> _Exercise goal_
Please reproduce verbatim the lines below, from the first through the one with "of the port".

> _Source data_
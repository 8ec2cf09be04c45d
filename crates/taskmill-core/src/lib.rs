//! taskmill-core
//!
//! A persistent priority task queue: tasks are durably recorded through the
//! [`ports::TaskStore`] seam, claimed by a bounded pool of concurrent
//! workers in priority order, executed via pluggable handlers and retried
//! on failure up to a per-task limit.
//!
//! Module map:
//! - **domain**: task entity, status state machine, ids
//! - **ports**: the store seam the dispatcher and ledger run against
//! - **store**: in-memory reference implementation of the port
//! - **ledger**: the single authority for status/retry transitions
//! - **registry**: task name -> handler mapping
//! - **gate**: concurrency/rate-limited admission
//! - **dispatcher**: poll loop, worker pool, lifecycle surface

pub mod dispatcher;
pub mod domain;
pub mod error;
pub mod gate;
pub mod ledger;
pub mod ports;
pub mod registry;
pub mod stats;
pub mod store;

pub use dispatcher::{Dispatcher, DispatcherConfig};
pub use domain::{Task, TaskId, TaskStatus};
pub use error::TaskmillError;
pub use gate::{AdmissionGate, GateStats};
pub use ledger::Ledger;
pub use ports::TaskStore;
pub use registry::{HandlerRegistry, TaskHandler};
pub use stats::{DispatcherStats, StoreCounts};
pub use store::MemoryStore;
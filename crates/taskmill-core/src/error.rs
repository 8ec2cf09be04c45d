use thiserror::Error;

use crate::domain::{TaskId, TaskStatus};

#[derive(Debug, Error)]
pub enum TaskmillError {
    #[error("task not found: {0}")]
    TaskNotFound(TaskId),

    #[error("{id}: expected status {expected}, found {actual}")]
    InvalidTransition {
        id: TaskId,
        expected: TaskStatus,
        actual: TaskStatus,
    },

    /// Handler-reported failure. Expected, drives the retry path.
    #[error("{0}")]
    Handler(String),

    #[error("store error: {0}")]
    Store(String),

    #[error("store is closed")]
    StoreClosed,

    #[error("invalid configuration: {0}")]
    Config(String),
}

impl TaskmillError {
    /// Convenience constructor for handler failures.
    pub fn handler(message: impl Into<String>) -> Self {
        TaskmillError::Handler(message.into())
    }
}
//! Handler registry: maps a task's declared type to an executable unit.

use std::collections::HashMap;
use std::sync::Arc;

use async_trait::async_trait;
use serde_json::Value;

use crate::domain::Task;
use crate::error::TaskmillError;

/// A handler for one task type.
///
/// Takes the decoded payload plus the full task record, so handlers can
/// read retry counts, priority or timestamps without another store
/// round-trip. No value is consumed on success; an `Err` is the failure
/// signal and its message is what the ledger records.
#[async_trait]
pub trait TaskHandler: Send + Sync {
    async fn handle(&self, payload: Value, task: &Task) -> Result<(), TaskmillError>;
}

/// Registry of handlers (task name -> handler).
///
/// Design:
/// - Built during wiring (mutable), handed to the dispatcher as an `Arc`
///   (immutable). No locks at execution time.
/// - Registration overwrites: last registration for a name wins.
/// - Lookup is a pure read; absence is a normal condition the dispatcher
///   turns into a failure, not an error raised here.
#[derive(Default)]
pub struct HandlerRegistry {
    handlers: HashMap<String, Arc<dyn TaskHandler>>,
}

impl HandlerRegistry {
    pub fn new() -> Self {
        Self {
            handlers: HashMap::new(),
        }
    }

    pub fn register(&mut self, name: impl Into<String>, handler: Arc<dyn TaskHandler>) {
        self.handlers.insert(name.into(), handler);
    }

    pub fn get(&self, name: &str) -> Option<&Arc<dyn TaskHandler>> {
        self.handlers.get(name)
    }

    pub fn len(&self) -> usize {
        self.handlers.len()
    }

    pub fn is_empty(&self) -> bool {
        self.handlers.is_empty()
    }
}
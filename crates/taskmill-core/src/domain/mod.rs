//! Domain model (ids, task entity, status state machine).

pub mod ids;
pub mod task;

pub use ids::TaskId;
pub use task::{Task, TaskStatus};
/*
 * Responsibility
 * - API バージョンの束ね (v1 の routes() と handler を公開)
 */
pub mod v1;
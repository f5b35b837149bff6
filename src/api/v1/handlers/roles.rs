/*
 * Responsibility
 * - POST /roles handler
 * - body から accessToken を取り出し、RoleResolver に渡すだけ (ロジックは service 側)
 * - body 不正 / token 欠落は Graph を呼ばずに InvalidToken (400)
 * - body サイズ超過だけは PayloadTooLarge (413)
 */
use axum::{
    Json,
    extract::{State, rejection::JsonRejection},
    http::StatusCode,
};
use tracing::warn;

use crate::{
    api::v1::dto::roles::{RolesRequest, RolesResponse},
    error::AppError,
    state::AppState,
};

pub async fn get_roles(
    State(state): State<AppState>,
    payload: Result<Json<RolesRequest>, JsonRejection>,
) -> Result<Json<RolesResponse>, AppError> {
    let Json(req) = payload.map_err(|rejection| {
        warn!(error = %rejection, "rejected roles request body");
        if rejection.status() == StatusCode::PAYLOAD_TOO_LARGE {
            AppError::PayloadTooLarge
        } else {
            AppError::InvalidToken
        }
    })?;

    let token = req.into_bearer_token().map_err(|reason| {
        warn!(reason, "rejected roles request");
        AppError::InvalidToken
    })?;

    let roles = state.roles.resolve(&token).await?;

    Ok(Json(RolesResponse {
        roles: roles.names().to_vec(),
    }))
}
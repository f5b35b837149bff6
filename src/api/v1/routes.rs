/*
 * Responsibility
 * - v1 の URL 構造を定義
 * - /health, /roles
 * - 認証は呼び出し側の accessToken を Graph にそのまま渡すため、ここでは掛けない
 */
use axum::{
    Router,
    routing::{get, post},
};

use crate::state::AppState;

use crate::api::v1::handlers::{health::health, roles::get_roles};

pub fn routes() -> Router<AppState> {
    Router::new()
        .route("/health", get(health))
        .route("/roles", post(get_roles))
}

> _Final answer_
repository 8ec2cf09be04c45d
filename crates/taskmill-core/src/lib.rs
//! taskmill-core
//!
//! A persistent priority task queue: tasks are durably recorded through the
//! [`ports::TaskStore`] seam, claimed by a bounded pool of concurrent
//! workers in priority order, executed via pluggable handlers and retried
//! on failure up to a per-task limit.
//!
//! Module map:
//! - **domain**: task entity, status state machine, ids
//! - **ports**: the store seam the dispatcher and ledger run against
//! - **store**: in-memory reference implementation of the port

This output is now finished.